Y también una concepción de la autoridad política basada en los privilegios y no en el servicio público. La humildad se opone a la autosuficiencia, a la arrogancia, a la soberbia, valores más propios de los autoritarios que de los demócratas. De los reaccionarios más que de los innovadores.

Humildad, como ética de la política

En tiempo de hiperliderazgos mediáticos y de superhéroes sociales, la humildad, poco a poco, ha comenzado a recuperarse como una virtud política que los ciudadanos valoran, y mucho. El presidente uruguayo, Pepe Mujica, por ejemplo, ha logrado convertirse en un ejemplo de austeridad, por su carácter campechano, por su sobrio rancho, por su Volkswagen modelo 87 y, también, por su modestísimo vestuario. Tanto es así que ha sido definido en varias ocasiones como «el presidente más pobre del mundo». Quizá, por esta misma razón, sea uno de los políticos más valorados y respetados.

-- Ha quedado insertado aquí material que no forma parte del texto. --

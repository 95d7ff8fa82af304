//! Recursive-descent parser for rule expressions.
//!
//! Grammar (left-associative, unary minus binds tightest):
//!
//! ```text
//! expr    := term (('+' | '-') term)*
//! term    := unary (('*' | '/') unary)*
//! unary   := '-' unary | primary
//! primary := NUMBER | IDENT | QUOTED_IDENT | FUNCTION '(' expr (',' expr)* ')' | '(' expr ')'
//! ```
//!
//! Function names are checked against the whitelist and column names against the caller's
//! [`ColumnScope`] while parsing, so an expression that parses successfully can only read
//! visible columns and call whitelisted functions.

use std::collections::HashMap;

use crate::error::{ParseError, ParseResult};
use crate::types::{Schema, Value};

use super::ast::{BinaryOp, Expr, Function};
use super::lexer::{tokenize, Token, TokenKind};

/// Maximum nesting of parentheses, calls and unary operators.
const MAX_DEPTH: usize = 128;

/// Maximum number of binary operators in one expression. Chains build left-deep trees, so this
/// also bounds the depth every later tree walk recurses to.
const MAX_OPERATORS: usize = 256;

/// The set of column names an expression may reference, with the row slot each one reads.
pub trait ColumnScope {
    fn slot_of(&self, name: &str) -> Option<usize>;
}

impl ColumnScope for Schema {
    fn slot_of(&self, name: &str) -> Option<usize> {
        self.index_of(name)
    }
}

impl ColumnScope for HashMap<String, usize> {
    fn slot_of(&self, name: &str) -> Option<usize> {
        self.get(name).copied()
    }
}

/// Parse `input` into an [`Expr`], resolving column references against `scope`.
pub fn parse_expression(input: &str, scope: &dyn ColumnScope) -> ParseResult<Expr> {
    let tokens = tokenize(input)?;
    if matches!(tokens.first().map(|t| &t.kind), Some(TokenKind::End)) {
        return Err(ParseError::Syntax {
            position: 0,
            message: "empty expression".to_string(),
        });
    }

    let mut parser = Parser {
        tokens,
        pos: 0,
        depth: 0,
        operators: 0,
        scope,
    };
    let expr = parser.expr()?;
    let trailing = parser.peek();
    if trailing.kind != TokenKind::End {
        return Err(ParseError::Syntax {
            position: trailing.position,
            message: format!("unexpected {} after expression", trailing.kind.describe()),
        });
    }
    Ok(expr)
}

struct Parser<'a> {
    tokens: Vec<Token>,
    pos: usize,
    depth: usize,
    operators: usize,
    scope: &'a dyn ColumnScope,
}

impl Parser<'_> {
    fn peek(&self) -> &Token {
        // `tokenize` always terminates the stream with `End`, and `advance` never moves past it.
        &self.tokens[self.pos.min(self.tokens.len() - 1)]
    }

    fn advance(&mut self) -> Token {
        let tok = self.peek().clone();
        if tok.kind != TokenKind::End {
            self.pos += 1;
        }
        tok
    }

    fn enter(&mut self, position: usize) -> ParseResult<()> {
        self.depth += 1;
        if self.depth > MAX_DEPTH {
            return Err(ParseError::Syntax {
                position,
                message: format!("expression nested deeper than {MAX_DEPTH} levels"),
            });
        }
        Ok(())
    }

    fn count_operator(&mut self, position: usize) -> ParseResult<()> {
        self.operators += 1;
        if self.operators > MAX_OPERATORS {
            return Err(ParseError::Syntax {
                position,
                message: format!("expression has more than {MAX_OPERATORS} operators"),
            });
        }
        Ok(())
    }

    fn expr(&mut self) -> ParseResult<Expr> {
        let mut left = self.term()?;
        loop {
            let op = match self.peek().kind {
                TokenKind::Plus => BinaryOp::Add,
                TokenKind::Minus => BinaryOp::Sub,
                _ => return Ok(left),
            };
            let tok = self.advance();
            self.count_operator(tok.position)?;
            let right = self.term()?;
            left = Expr::Binary {
                op,
                left: Box::new(left),
                right: Box::new(right),
            };
        }
    }

    fn term(&mut self) -> ParseResult<Expr> {
        let mut left = self.unary()?;
        loop {
            let op = match self.peek().kind {
                TokenKind::Star => BinaryOp::Mul,
                TokenKind::Slash => BinaryOp::Div,
                _ => return Ok(left),
            };
            let tok = self.advance();
            self.count_operator(tok.position)?;
            let right = self.unary()?;
            left = Expr::Binary {
                op,
                left: Box::new(left),
                right: Box::new(right),
            };
        }
    }

    fn unary(&mut self) -> ParseResult<Expr> {
        if self.peek().kind == TokenKind::Minus {
            let tok = self.advance();
            self.enter(tok.position)?;
            let inner = self.unary()?;
            self.depth -= 1;
            return Ok(Expr::Negate(Box::new(inner)));
        }
        self.primary()
    }

    fn primary(&mut self) -> ParseResult<Expr> {
        let tok = self.advance();
        match tok.kind {
            TokenKind::Int(v) => Ok(Expr::Literal(Value::Int64(v))),
            TokenKind::Float(v) => Ok(Expr::Literal(Value::Float64(v))),
            TokenKind::LParen => {
                self.enter(tok.position)?;
                let inner = self.expr()?;
                self.expect_close(tok.position)?;
                self.depth -= 1;
                Ok(inner)
            }
            TokenKind::Ident(name) => {
                if self.peek().kind == TokenKind::LParen {
                    let func = Function::from_name(&name).ok_or(ParseError::UnknownIdentifier {
                        name: name.clone(),
                        position: tok.position,
                    })?;
                    self.call(func, tok.position)
                } else {
                    self.column(name, tok.position)
                }
            }
            TokenKind::QuotedIdent(name) => self.column(name, tok.position),
            other => Err(ParseError::Syntax {
                position: tok.position,
                message: format!("expected a number, column or '(', found {}", other.describe()),
            }),
        }
    }

    fn column(&self, name: String, position: usize) -> ParseResult<Expr> {
        match self.scope.slot_of(&name) {
            Some(slot) => Ok(Expr::Column { name, slot }),
            None => Err(ParseError::UnknownColumn { name, position }),
        }
    }

    fn call(&mut self, func: Function, position: usize) -> ParseResult<Expr> {
        // consume '('
        let open = self.advance();
        self.enter(open.position)?;

        let mut args = Vec::new();
        if self.peek().kind != TokenKind::RParen {
            loop {
                args.push(self.expr()?);
                if self.peek().kind == TokenKind::Comma {
                    self.advance();
                    continue;
                }
                break;
            }
        }
        self.expect_close(open.position)?;
        self.depth -= 1;

        if !func.accepts_arity(args.len()) {
            return Err(ParseError::Syntax {
                position,
                message: format!(
                    "{}() takes {}, got {}",
                    func.name(),
                    func.arity_description(),
                    args.len()
                ),
            });
        }
        Ok(Expr::Call { func, args })
    }

    fn expect_close(&mut self, open_position: usize) -> ParseResult<()> {
        let tok = self.advance();
        match tok.kind {
            TokenKind::RParen => Ok(()),
            TokenKind::End => Err(ParseError::Syntax {
                position: open_position,
                message: "unclosed '('".to_string(),
            }),
            other => Err(ParseError::Syntax {
                position: tok.position,
                message: format!("expected ')', found {}", other.describe()),
            }),
        }
    }
}
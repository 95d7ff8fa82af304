use std::sync::Arc;
use std::sync::atomic::{AtomicBool, Ordering};

/// Cooperative cancellation flag shared between a caller and a running job.
///
/// Clones observe the same flag. Once cancelled, a token stays cancelled.
#[derive(Debug, Clone, Default)]
pub struct CancellationToken {
    cancelled: Arc<AtomicBool>,
}

impl CancellationToken {
    pub fn new() -> Self {
        Self::default()
    }

    pub fn cancel(&self) {
        self.cancelled.store(true, Ordering::SeqCst);
    }

    pub fn is_cancelled(&self) -> bool {
        self.cancelled.load(Ordering::SeqCst)
    }
}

La sencillez de Mujica no es un posado, ya que en sus apariciones públicas se ha convertido en un casi militante de la humildad. Es auténtica, y conmueve por sincera. Por ejemplo, en su discurso en la última cumbre del Grupo de los 77 (el grupo que aglutina a los países en vías de desarrollo), hizo un llamamiento a terminar con la «cultura del despilfarro», a no copiar los valores del «occidente industrial», en lo que pareciera una actualización de la histórica frase de José Carlos Mariátegui («No queremos, ciertamente, que el socialismo sea en América calco y copia. Debe ser creación heroica».).

La humildad de Mujica, entendida también como reconocimiento de debilidades y errores, pudo percibirse en las declaraciones que hizo a la prensa cuando quebró la aerolínea Pluna; en ese momento, el mandatario uruguayo, además de asistir en sandalias, exhibiendo –sin pudor– sus descuidadas uñas, reconoció haber fracasado en el plan para la reactivación de la compañía aérea. Por su personalidad −tildada a veces de excéntrica− y por sus hábitos y rutinas, Mujica ha logrado ocupar la portada de innumerables medios internacionales. Dirige con ejemplaridad. Su autoridad moral avala y precede su autoridad política.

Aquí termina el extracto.